Dataset extract:
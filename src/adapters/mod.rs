//! Adapters - Implementations of port interfaces.
//!
//! Adapters connect the domain to external systems:
//! - `storage` - Durable key-value slots (file, in-memory)
//! - `auth` - Admin credential verification

pub mod auth;
pub mod storage;

pub use auth::SharedSecretVerifier;
pub use storage::{FileKeyValueStore, InMemoryKeyValueStore};
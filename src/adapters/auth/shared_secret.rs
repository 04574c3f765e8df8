//! Shared-secret credential verifier.
//!
//! The admin gate accepts exactly one configured password. The secret is
//! held in a `SecretString` so it never shows up in `Debug` output, and the
//! comparison runs in constant time for equal-length inputs.
//!
//! # Example
//!
//! ```ignore
//! use venture_journal::adapters::auth::SharedSecretVerifier;
//!
//! let verifier = SharedSecretVerifier::new("admin123");
//! assert!(verifier.verify("admin123").await);
//! ```

use async_trait::async_trait;
use secrecy::{ExposeSecret, SecretString};
use std::fmt;
use subtle::ConstantTimeEq;

use crate::ports::CredentialVerifier;

/// Verifier that matches a single shared password.
pub struct SharedSecretVerifier {
    secret: SecretString,
}

impl fmt::Debug for SharedSecretVerifier {
    fn fmt(&self, f: &mut fmt::Formatter<'_>) -> fmt::Result {
        f.debug_struct("SharedSecretVerifier")
            .field("secret", &"[REDACTED]")
            .finish()
    }
}

impl SharedSecretVerifier {
    pub fn new(secret: impl Into<String>) -> Self {
        Self {
            secret: SecretString::new(secret.into()),
        }
    }

    pub fn from_secret(secret: SecretString) -> Self {
        Self { secret }
    }
}

#[async_trait]
impl CredentialVerifier for SharedSecretVerifier {
    async fn verify(&self, credential: &str) -> bool {
        let expected = self.secret.expose_secret().as_bytes();
        let provided = credential.as_bytes();

        if expected.len() != provided.len() {
            return false;
        }
        expected.ct_eq(provided).into()
    }
}
//! Analytics configuration

use serde::Deserialize;

use super::error::ValidationError;
use crate::domain::analytics::DEFAULT_TOP_N;

/// Dashboard analytics settings
#[derive(Debug, Clone, Deserialize)]
pub struct AnalyticsConfig {
    /// How many ventures the top-N rankings show
    #[serde(default = "default_top_n")]
    pub top_n: usize,
}

impl AnalyticsConfig {
    pub fn validate(&self) -> Result<(), ValidationError> {
        if self.top_n == 0 {
            return Err(ValidationError::InvalidTopN);
        }
        Ok(())
    }
}

impl Default for AnalyticsConfig {
    fn default() -> Self {
        Self {
            top_n: default_top_n(),
        }
    }
}

fn default_top_n() -> usize {
    DEFAULT_TOP_N
}
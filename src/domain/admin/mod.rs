//! Admin module - the gate in front of the content-management operations.

mod session;

pub use session::{AdminSession, AUTH_FLAG_KEY, AUTH_FLAG_VALUE, AUTH_SINCE_KEY};
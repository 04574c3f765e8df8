//! Read-side orderings of the venture collection.

use super::record::Venture;
use crate::domain::foundation::VentureId;

/// Admin listing order: newest launch first. Ventures launched in the same
/// year keep their collection order.
pub fn by_year_descending(ventures: &[Venture]) -> Vec<&Venture> {
    let mut sorted: Vec<&Venture> = ventures.iter().collect();
    sorted.sort_by(|a, b| b.year_launched.cmp(&a.year_launched));
    sorted
}

/// Public roadmap order: oldest launch first, stable within a year.
pub fn timeline(ventures: &[Venture]) -> Vec<&Venture> {
    let mut sorted: Vec<&Venture> = ventures.iter().collect();
    sorted.sort_by_key(|v| v.year_launched);
    sorted
}

pub fn find<'a>(ventures: &'a [Venture], id: &VentureId) -> Option<&'a Venture> {
    ventures.iter().find(|v| &v.id == id)
}

/// First id that appears more than once, if any.
pub fn first_duplicate_id(ventures: &[Venture]) -> Option<&VentureId> {
    let mut seen = std::collections::HashSet::with_capacity(ventures.len());
    ventures.iter().map(|v| &v.id).find(|id| !seen.insert(*id))
}
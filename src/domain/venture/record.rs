//! The venture record and the editable field set used to create or edit one.

use serde::{Deserialize, Serialize};

use super::reactions::{ReactionKind, Reactions};
use crate::domain::foundation::{ValidationError, VentureId};

/// One narrated venture case study.
#[derive(Debug, Clone, PartialEq, Eq, Serialize, Deserialize)]
#[serde(rename_all = "camelCase")]
pub struct Venture {
    pub id: VentureId,
    /// Lesson title shown on the story card.
    pub title: String,
    pub venture_name: String,
    pub year_launched: i32,
    /// Absent while the venture is still running.
    #[serde(default, skip_serializing_if = "Option::is_none")]
    pub year_closed: Option<i32>,
    pub background_story: String,
    pub traction_achieved: String,
    /// Why it failed.
    pub autopsy: String,
    pub lessons_gained: Vec<String>,
    #[serde(default, skip_serializing_if = "Option::is_none")]
    pub animation: Option<String>,
    #[serde(default, skip_serializing_if = "Option::is_none")]
    pub product_link: Option<String>,
    #[serde(default, skip_serializing_if = "Option::is_none")]
    pub is_active: Option<bool>,
    pub views: u64,
    pub reactions: Reactions,
}

impl Venture {
    /// Builds a fresh record from form fields with zeroed counters.
    pub fn create(id: VentureId, fields: NewVenture) -> Self {
        Self {
            id,
            title: fields.title,
            venture_name: fields.venture_name,
            year_launched: fields.year_launched,
            year_closed: fields.year_closed,
            background_story: fields.background_story,
            traction_achieved: fields.traction_achieved,
            autopsy: fields.autopsy,
            lessons_gained: fields.lessons_gained,
            animation: fields.animation,
            product_link: fields.product_link,
            is_active: fields.is_active,
            views: 0,
            reactions: Reactions::zeroed(),
        }
    }

    /// Overwrites the editable fields, keeping id, views and reactions.
    pub fn apply(&mut self, fields: NewVenture) {
        let NewVenture {
            title,
            venture_name,
            year_launched,
            year_closed,
            background_story,
            traction_achieved,
            autopsy,
            lessons_gained,
            animation,
            product_link,
            is_active,
        } = fields;

        self.title = title;
        self.venture_name = venture_name;
        self.year_launched = year_launched;
        self.year_closed = year_closed;
        self.background_story = background_story;
        self.traction_achieved = traction_achieved;
        self.autopsy = autopsy;
        self.lessons_gained = lessons_gained;
        self.animation = animation;
        self.product_link = product_link;
        self.is_active = is_active;
    }

    /// Editable fields of this record, as the edit form would load them.
    pub fn to_fields(&self) -> NewVenture {
        NewVenture {
            title: self.title.clone(),
            venture_name: self.venture_name.clone(),
            year_launched: self.year_launched,
            year_closed: self.year_closed,
            background_story: self.background_story.clone(),
            traction_achieved: self.traction_achieved.clone(),
            autopsy: self.autopsy.clone(),
            lessons_gained: self.lessons_gained.clone(),
            animation: self.animation.clone(),
            product_link: self.product_link.clone(),
            is_active: self.is_active,
        }
    }

    pub fn is_ongoing(&self) -> bool {
        self.year_closed.is_none()
    }

    pub fn total_reactions(&self) -> u64 {
        self.reactions.total()
    }

    pub fn record_view(&mut self) {
        self.views = self.views.saturating_add(1);
    }

    pub fn record_reaction(&mut self, kind: ReactionKind) {
        self.reactions.increment(kind);
    }

    /// Same checks as [`NewVenture::validate`].
    pub fn validate(&self) -> Result<(), ValidationError> {
        check_fields(
            &self.title,
            &self.venture_name,
            self.year_launched,
            self.year_closed,
        )
    }
}

/// Everything a caller supplies when creating or editing a venture.
///
/// The store assigns `id`, `views` and `reactions` itself.
#[derive(Debug, Clone, Default, PartialEq, Eq, Serialize, Deserialize)]
#[serde(rename_all = "camelCase")]
pub struct NewVenture {
    pub title: String,
    pub venture_name: String,
    pub year_launched: i32,
    #[serde(default)]
    pub year_closed: Option<i32>,
    #[serde(default)]
    pub background_story: String,
    #[serde(default)]
    pub traction_achieved: String,
    #[serde(default)]
    pub autopsy: String,
    #[serde(default)]
    pub lessons_gained: Vec<String>,
    #[serde(default)]
    pub animation: Option<String>,
    #[serde(default)]
    pub product_link: Option<String>,
    #[serde(default)]
    pub is_active: Option<bool>,
}

impl NewVenture {
    /// Minimal field set; narrative fields start empty.
    pub fn new(
        title: impl Into<String>,
        venture_name: impl Into<String>,
        year_launched: i32,
    ) -> Self {
        Self {
            title: title.into(),
            venture_name: venture_name.into(),
            year_launched,
            ..Default::default()
        }
    }

    pub fn closed_in(mut self, year: i32) -> Self {
        self.year_closed = Some(year);
        self
    }

    pub fn with_lesson(mut self, lesson: impl Into<String>) -> Self {
        self.lessons_gained.push(lesson.into());
        self
    }

    /// Form-level checks. The store itself accepts unvalidated input.
    ///
    /// Requires a non-blank title and venture name, and a closing year no
    /// earlier than the launch year.
    pub fn validate(&self) -> Result<(), ValidationError> {
        check_fields(
            &self.title,
            &self.venture_name,
            self.year_launched,
            self.year_closed,
        )
    }
}

fn check_fields(
    title: &str,
    venture_name: &str,
    year_launched: i32,
    year_closed: Option<i32>,
) -> Result<(), ValidationError> {
    if title.trim().is_empty() {
        return Err(ValidationError::empty_field("title"));
    }
    if venture_name.trim().is_empty() {
        return Err(ValidationError::empty_field("ventureName"));
    }
    if let Some(closed) = year_closed {
        if closed < year_launched {
            return Err(ValidationError::out_of_range(
                "yearClosed",
                i64::from(year_launched),
                i64::from(i32::MAX),
                i64::from(closed),
            ));
        }
    }
    Ok(())
}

To do: In the listing, find every line containing the word "views" and list it.

Result of this exercise:
    pub views: u64,
            views: 0,
    /// Overwrites the editable fields, keeping id, views and reactions.
        self.views = self.views.saturating_add(1);
/// The store assigns `id`, `views` and `reactions` itself.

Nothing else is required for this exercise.